Chapter 10 - War halts car production and changes U.S. forever

by Richard A. Wright

In the summer of 1940, the Army tested a small, lightweight vehicle developed by American Bantam Co., of Butler, Pa.

American Bantam began life as American Austin in 1930, but even in the depths of the Depression Americans did not like small cars and sales languished. Production ceased in 1935, then the company began building a very jauntily styled small car called the Bantam in 1937.

Jaunty or not, Americans still didn't care much for small cars. The Bantam, a collector's item now, did not sell well then. But the Army liked Bantam's little military vehicle and ordered 1,500 of them. Dubious of American Bantam's production capabilities, it placed similar orders with Willys-Overland and Ford Motor Co.

After rigorous tests and changes in specifications, Willys' version was standardized. But Willys could not satisfy the Army's voracious appetite and Ford was also appointed to build the vehicles, known in Army parlance as "vehicle, 1/4-ton, GP (General Purpose). The "GP" was quickly Americanized to "Jeep."

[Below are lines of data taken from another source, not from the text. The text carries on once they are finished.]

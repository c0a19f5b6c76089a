// Centralized logging helpers for the handshake
use log::{debug, info, warn};

use crate::models::RejectionReason;

pub struct LoggingHelper;

impl LoggingHelper {
    /// Log provider registry initialization start
    pub fn log_provider_initialization() {
        info!("🔧 Initializing identity providers from configuration...");
    }

    /// Log that a provider is disabled
    pub fn log_provider_disabled(issuer: &str) {
        info!("⏭️  Provider {issuer} is disabled, skipping");
    }

    /// Log that a provider was accepted into the registry
    pub fn log_provider_configured(issuer: &str) {
        info!("✅ Provider {issuer} configured");
    }

    /// Log that a provider entry failed the static checks
    pub fn log_provider_rejected(issuer: &str, reason: &str) {
        warn!("❌ Provider {issuer} rejected: {reason}");
    }

    /// Log summary of configured providers
    pub fn log_providers_summary(issuers: &[&str]) {
        info!("🎯 Configured identity providers: {issuers:?}");
    }

    /// Log authorization URL building. Secrets are reported by length only.
    pub fn log_authorization_url_built(issuer: &str, nonce: &str, state: &str) {
        info!("🔍 Built authorization request for {issuer}");
        debug!(
            "Authorization request secrets: nonce length = {}, state length = {}",
            nonce.len(),
            state.len()
        );
    }

    /// Log a rejected callback with its specific reason
    pub fn log_callback_rejected(reason: &RejectionReason) {
        warn!("🚫 Authentication callback rejected: {reason}");
    }

    /// Log the internal detail behind a token verification failure
    pub fn log_token_verification_failure(issuer: &str, detail: &dyn std::fmt::Display) {
        warn!("🔒 ID token from {issuer} failed verification: {detail}");
    }

    /// Log a successful login
    pub fn log_login_succeeded(subject: &str) {
        info!("🎉 Authentication succeeded for {subject}");
    }
}
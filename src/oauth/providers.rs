//! Identity provider registry
//!
//! Maps an issuer to its verification key and login hint. The handshake only
//! reads from it; keys are supplied out of band through settings.

use std::collections::HashMap;

use crate::settings::ProviderSettings;
use crate::utils::logging::LoggingHelper;

/// Length of a LAO identifier (base64 of a 32-byte hash, padded)
pub const LOGIN_HINT_LENGTH: usize = 44;

/// Issuer identifier as it appears in the `iss` claim
///
/// A bare domain becomes `https://{domain}`. Issuers that already carry an
/// `http(s)://` scheme are kept, minus any trailing slash.
///
/// ```rust
/// use popcha_rp::oauth::providers::normalize_issuer;
///
/// assert_eq!(normalize_issuer("server.example.com"), "https://server.example.com");
/// assert_eq!(normalize_issuer("https://server.example.com/"), "https://server.example.com");
/// ```
#[must_use]
pub fn normalize_issuer(issuer: &str) -> String {
    let issuer = issuer.trim().trim_end_matches('/');
    if issuer.starts_with("https://") || issuer.starts_with("http://") {
        issuer.to_string()
    } else {
        format!("https://{issuer}")
    }
}

/// A registered identity provider
#[derive(Debug, Clone, PartialEq, Eq)]
pub struct ProviderEntry {
    pub issuer_domain: String,
    pub login_hint: String,
    /// PEM-encoded RSA verification key
    pub public_key: String,
}

impl ProviderEntry {
    #[must_use]
    pub fn new(
        issuer_domain: impl Into<String>,
        login_hint: impl Into<String>,
        public_key: impl Into<String>,
    ) -> Self {
        Self {
            issuer_domain: issuer_domain.into(),
            login_hint: login_hint.into(),
            public_key: public_key.into(),
        }
    }

    /// Static shape checks applied to configured providers
    ///
    /// # Errors
    ///
    /// Returns a description of the first failing check
    pub fn check_well_formed(&self) -> Result<(), String> {
        if self.login_hint.len() != LOGIN_HINT_LENGTH || !self.login_hint.ends_with('=') {
            return Err(format!(
                "login hint must be {LOGIN_HINT_LENGTH} characters ending with '='"
            ));
        }
        if self.issuer_domain.is_empty()
            || self.issuer_domain.contains('/')
            || self.issuer_domain.starts_with("http")
        {
            return Err("issuer must be a bare domain without scheme or path".to_string());
        }
        if self.public_key.trim().is_empty() {
            return Err("public key is empty".to_string());
        }
        Ok(())
    }

    #[must_use]
    pub fn is_well_formed(&self) -> bool {
        self.check_well_formed().is_ok()
    }
}

/// Read-only lookup of providers by issuer
pub trait ProviderRegistry: Send + Sync {
    fn lookup(&self, issuer: &str) -> Option<&ProviderEntry>;
}

/// Fixed set of providers held in memory
///
/// Entries are keyed by [`normalize_issuer`], so `server.example.com` and
/// `https://server.example.com` name the same provider.
#[derive(Debug, Clone, Default)]
pub struct StaticProviderRegistry {
    providers: HashMap<String, ProviderEntry>,
}

impl StaticProviderRegistry {
    /// Build a registry from entries as given, without shape checks
    #[must_use]
    pub fn new(entries: impl IntoIterator<Item = ProviderEntry>) -> Self {
        let providers = entries
            .into_iter()
            .map(|entry| (normalize_issuer(&entry.issuer_domain), entry))
            .collect();
        Self { providers }
    }

    /// Build a registry from settings, keeping only enabled, well-formed
    /// providers whose key can be resolved
    #[must_use]
    pub fn from_settings(settings: &[ProviderSettings]) -> Self {
        LoggingHelper::log_provider_initialization();

        let mut providers = HashMap::new();
        for provider_settings in settings {
            if !provider_settings.enabled {
                LoggingHelper::log_provider_disabled(&provider_settings.issuer);
                continue;
            }

            let public_key = match provider_settings.resolve_public_key() {
                Ok(Some(key)) => key,
                Ok(None) => {
                    LoggingHelper::log_provider_rejected(
                        &provider_settings.issuer,
                        "no public key configured",
                    );
                    continue;
                }
                Err(e) => {
                    LoggingHelper::log_provider_rejected(
                        &provider_settings.issuer,
                        &format!("cannot read public key: {e}"),
                    );
                    continue;
                }
            };

            let entry = ProviderEntry::new(
                provider_settings.issuer.clone(),
                provider_settings.login_hint.clone(),
                public_key,
            );
            match entry.check_well_formed() {
                Ok(()) => {
                    LoggingHelper::log_provider_configured(&entry.issuer_domain);
                    providers.insert(normalize_issuer(&entry.issuer_domain), entry);
                }
                Err(reason) => LoggingHelper::log_provider_rejected(&entry.issuer_domain, &reason),
            }
        }

        let registry = Self { providers };
        LoggingHelper::log_providers_summary(&registry.issuers());
        registry
    }

    /// Add or replace a provider
    pub fn insert(&mut self, entry: ProviderEntry) {
        self.providers
            .insert(normalize_issuer(&entry.issuer_domain), entry);
    }

    /// All registered providers, in no particular order
    pub fn entries(&self) -> impl Iterator<Item = &ProviderEntry> {
        self.providers.values()
    }

    #[must_use]
    pub fn issuers(&self) -> Vec<&str> {
        let mut issuers: Vec<&str> = self
            .providers
            .values()
            .map(|entry| entry.issuer_domain.as_str())
            .collect();
        issuers.sort_unstable();
        issuers
    }

    #[must_use]
    pub fn len(&self) -> usize {
        self.providers.len()
    }

    #[must_use]
    pub fn is_empty(&self) -> bool {
        self.providers.is_empty()
    }
}

impl ProviderRegistry for StaticProviderRegistry {
    fn lookup(&self, issuer: &str) -> Option<&ProviderEntry> {
        self.providers.get(&normalize_issuer(issuer))
    }
}
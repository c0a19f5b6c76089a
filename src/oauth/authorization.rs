//! Authorization request construction
//!
//! Each request gets a fresh nonce and correlation token. The pending attempt
//! is recorded in the store before the URL is handed back, so the callback can
//! never race ahead of its own record.

use std::sync::Arc;

use chrono::{DateTime, Utc};
use url::Url;

use crate::models::{AuthorizationError, PendingAttempt};
use crate::oauth::providers::{normalize_issuer, ProviderEntry};
use crate::settings::{join_callback_url, ApplicationSettings};
use crate::store::AttemptStore;
use crate::utils::crypto::{generate_nonce, generate_state_token};
use crate::utils::logging::LoggingHelper;

pub const RESPONSE_MODE: &str = "query";
pub const RESPONSE_TYPE: &str = "id_token";
pub const SCOPE: &str = "openid profile";

/// Builds implicit-flow authorization redirects and records pending attempts
#[derive(Clone)]
pub struct AuthorizationRequestBuilder {
    store: Arc<dyn AttemptStore>,
    client_id: String,
    callback_base_url: String,
    callback_path: String,
}

impl AuthorizationRequestBuilder {
    #[must_use]
    pub fn new(store: Arc<dyn AttemptStore>, application: &ApplicationSettings) -> Self {
        Self {
            store,
            client_id: application.client_id.clone(),
            callback_base_url: application.callback_base_url.clone(),
            callback_path: application.callback_path.clone(),
        }
    }

    /// Build the redirect for a registered provider with the configured client id
    /// and callback base URL
    ///
    /// # Errors
    ///
    /// Returns `InvalidIssuer` if the provider issuer cannot form a URL
    pub fn build_for_provider(&self, provider: &ProviderEntry) -> Result<Url, AuthorizationError> {
        self.build_authorization_url(
            &provider.issuer_domain,
            &provider.login_hint,
            &self.client_id,
            &self.callback_base_url,
        )
    }

    /// Build an authorization URL and record the pending attempt
    ///
    /// The attempt's `expected_issuer` is the normalized issuer URL, which is
    /// what the provider puts in the token's `iss` claim.
    ///
    /// # Errors
    ///
    /// Returns `InvalidIssuer` if the provider issuer cannot form a URL. The
    /// store is left untouched in that case.
    pub fn build_authorization_url(
        &self,
        provider_issuer: &str,
        login_hint: &str,
        client_id: &str,
        callback_base_url: &str,
    ) -> Result<Url, AuthorizationError> {
        self.build_authorization_url_at(
            provider_issuer,
            login_hint,
            client_id,
            callback_base_url,
            Utc::now(),
        )
    }

    /// Same as [`Self::build_authorization_url`], stamping the attempt with `now`
    ///
    /// # Errors
    ///
    /// Returns `InvalidIssuer` if the provider issuer cannot form a URL
    pub fn build_authorization_url_at(
        &self,
        provider_issuer: &str,
        login_hint: &str,
        client_id: &str,
        callback_base_url: &str,
        now: DateTime<Utc>,
    ) -> Result<Url, AuthorizationError> {
        let mut url = authorize_endpoint(provider_issuer)?;

        let nonce = generate_nonce();
        let state = generate_state_token();
        let redirect_uri = join_callback_url(callback_base_url, &self.callback_path);

        url.query_pairs_mut()
            .append_pair("response_mode", RESPONSE_MODE)
            .append_pair("response_type", RESPONSE_TYPE)
            .append_pair("client_id", client_id)
            .append_pair("redirect_uri", &redirect_uri)
            .append_pair("scope", SCOPE)
            .append_pair("login_hint", login_hint)
            .append_pair("nonce", &nonce)
            .append_pair("state", &state);

        LoggingHelper::log_authorization_url_built(provider_issuer, &nonce, &state);
        self.store.put(PendingAttempt::new(
            state,
            nonce,
            normalize_issuer(provider_issuer),
            now,
        ));

        Ok(url)
    }
}

/// Authorization endpoint for an issuer
///
/// Bare domains get an `https://` scheme; issuers that already carry an
/// `http(s)://` scheme are used as given.
///
/// # Errors
///
/// Returns `InvalidIssuer` if the result is not a valid URL
pub fn authorize_endpoint(issuer: &str) -> Result<Url, AuthorizationError> {
    if issuer.trim().trim_end_matches('/').is_empty() {
        return Err(AuthorizationError::InvalidIssuer("empty issuer".to_string()));
    }

    let endpoint = format!("{}/authorize", normalize_issuer(issuer));
    Url::parse(&endpoint)
        .map_err(|e| AuthorizationError::InvalidIssuer(format!("{issuer}: {e}")))
}
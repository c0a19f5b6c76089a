//! Handshake error types
//!
//! Every callback rejection is terminal for its attempt. Callers show the user
//! the generic [`RejectionReason::public_message`] and log the `Display` form.

use std::fmt;

/// Generic message shown to end users for any rejection
pub const AUTHENTICATION_FAILED: &str = "authentication failed";

/// Why a callback was rejected
#[derive(Debug, Clone, Copy, PartialEq, Eq, Hash)]
pub enum RejectionReason {
    /// `id_token`, `token_type` or `state` missing or blank
    MissingParameter,
    /// `state` was never issued or was already consumed
    UnknownOrReplayedState,
    /// The attempt was found but is older than the configured window
    AttemptExpired,
    /// No registry entry for the issuer recorded with the attempt
    UnknownIssuer,
    /// Signature, audience, time window or token format check failed
    TokenVerificationFailed,
    /// Token `nonce` differs from the nonce issued with the attempt
    NonceMismatch,
    /// Token `iss` differs from the issuer the request was sent to
    IssuerMismatch,
}

impl RejectionReason {
    /// Message safe to surface to end users
    #[must_use]
    pub const fn public_message(self) -> &'static str {
        AUTHENTICATION_FAILED
    }

    /// Short machine-readable code for operator logs and metrics labels
    #[must_use]
    pub const fn code(self) -> &'static str {
        match self {
            Self::MissingParameter => "missing_parameter",
            Self::UnknownOrReplayedState => "unknown_or_replayed_state",
            Self::AttemptExpired => "attempt_expired",
            Self::UnknownIssuer => "unknown_issuer",
            Self::TokenVerificationFailed => "token_verification_failed",
            Self::NonceMismatch => "nonce_mismatch",
            Self::IssuerMismatch => "issuer_mismatch",
        }
    }
}

impl fmt::Display for RejectionReason {
    fn fmt(&self, f: &mut fmt::Formatter<'_>) -> fmt::Result {
        match self {
            Self::MissingParameter => write!(f, "Required callback parameter missing"),
            Self::UnknownOrReplayedState => write!(f, "Unknown or already consumed state"),
            Self::AttemptExpired => write!(f, "Login attempt expired"),
            Self::UnknownIssuer => write!(f, "No provider registered for issuer"),
            Self::TokenVerificationFailed => write!(f, "ID token verification failed"),
            Self::NonceMismatch => write!(f, "ID token nonce does not match the issued nonce"),
            Self::IssuerMismatch => write!(f, "ID token issuer does not match the expected issuer"),
        }
    }
}

impl std::error::Error for RejectionReason {}

/// Errors raised while building an authorization request
#[derive(Debug)]
pub enum AuthorizationError {
    /// The provider issuer does not form a valid authorization endpoint URL
    InvalidIssuer(String),
    /// The requested provider is not in the registry
    UnknownProvider(String),
}

impl fmt::Display for AuthorizationError {
    fn fmt(&self, f: &mut fmt::Formatter<'_>) -> fmt::Result {
        match self {
            Self::InvalidIssuer(msg) => write!(f, "Invalid provider issuer: {msg}"),
            Self::UnknownProvider(issuer) => write!(f, "Provider {issuer} not configured"),
        }
    }
}

impl std::error::Error for AuthorizationError {}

Willys did design and build the World War ll Jeep version that was finally used and it got the rights to build civilian versions of it after the war. It was soon Willys' most successful vehicle. Later Jeep was acquired by Kaiser-Frazer, then by American Motors and it is now one of Chrysler Corp.'s most successful vehicles.

But Bantam and the Army had laid the groundwork for the Jeep's success. American Bantam went out of business shortly before the war began.

Jeeps were just a fraction of the torrent of war machines which poured from the auto industry. Chrysler Corp. mass-produced tanks and numerous makers built trucks for the military. The Army wanted to standardize its trucks to ease the parts and maintenance problem, but there was no time. Getting the trucks to the battlefields was more important.

An attempt was made to keep trucks of the same make together. Studebaker trucks, for example, were largely sent to allies under lend-lease and Russian auto men say there are still Studebakers in use in the vastness of the former Soviet Union.

After civilian car production ceased in February, 1942, GM ordered its divisions to take any contract they could handle and to concentrate on the toughest tasks. GM built shells, bombs, fuses, navigation equipment, machine guns, artillery and anti-aircraft guns in addition to engines and vehicles.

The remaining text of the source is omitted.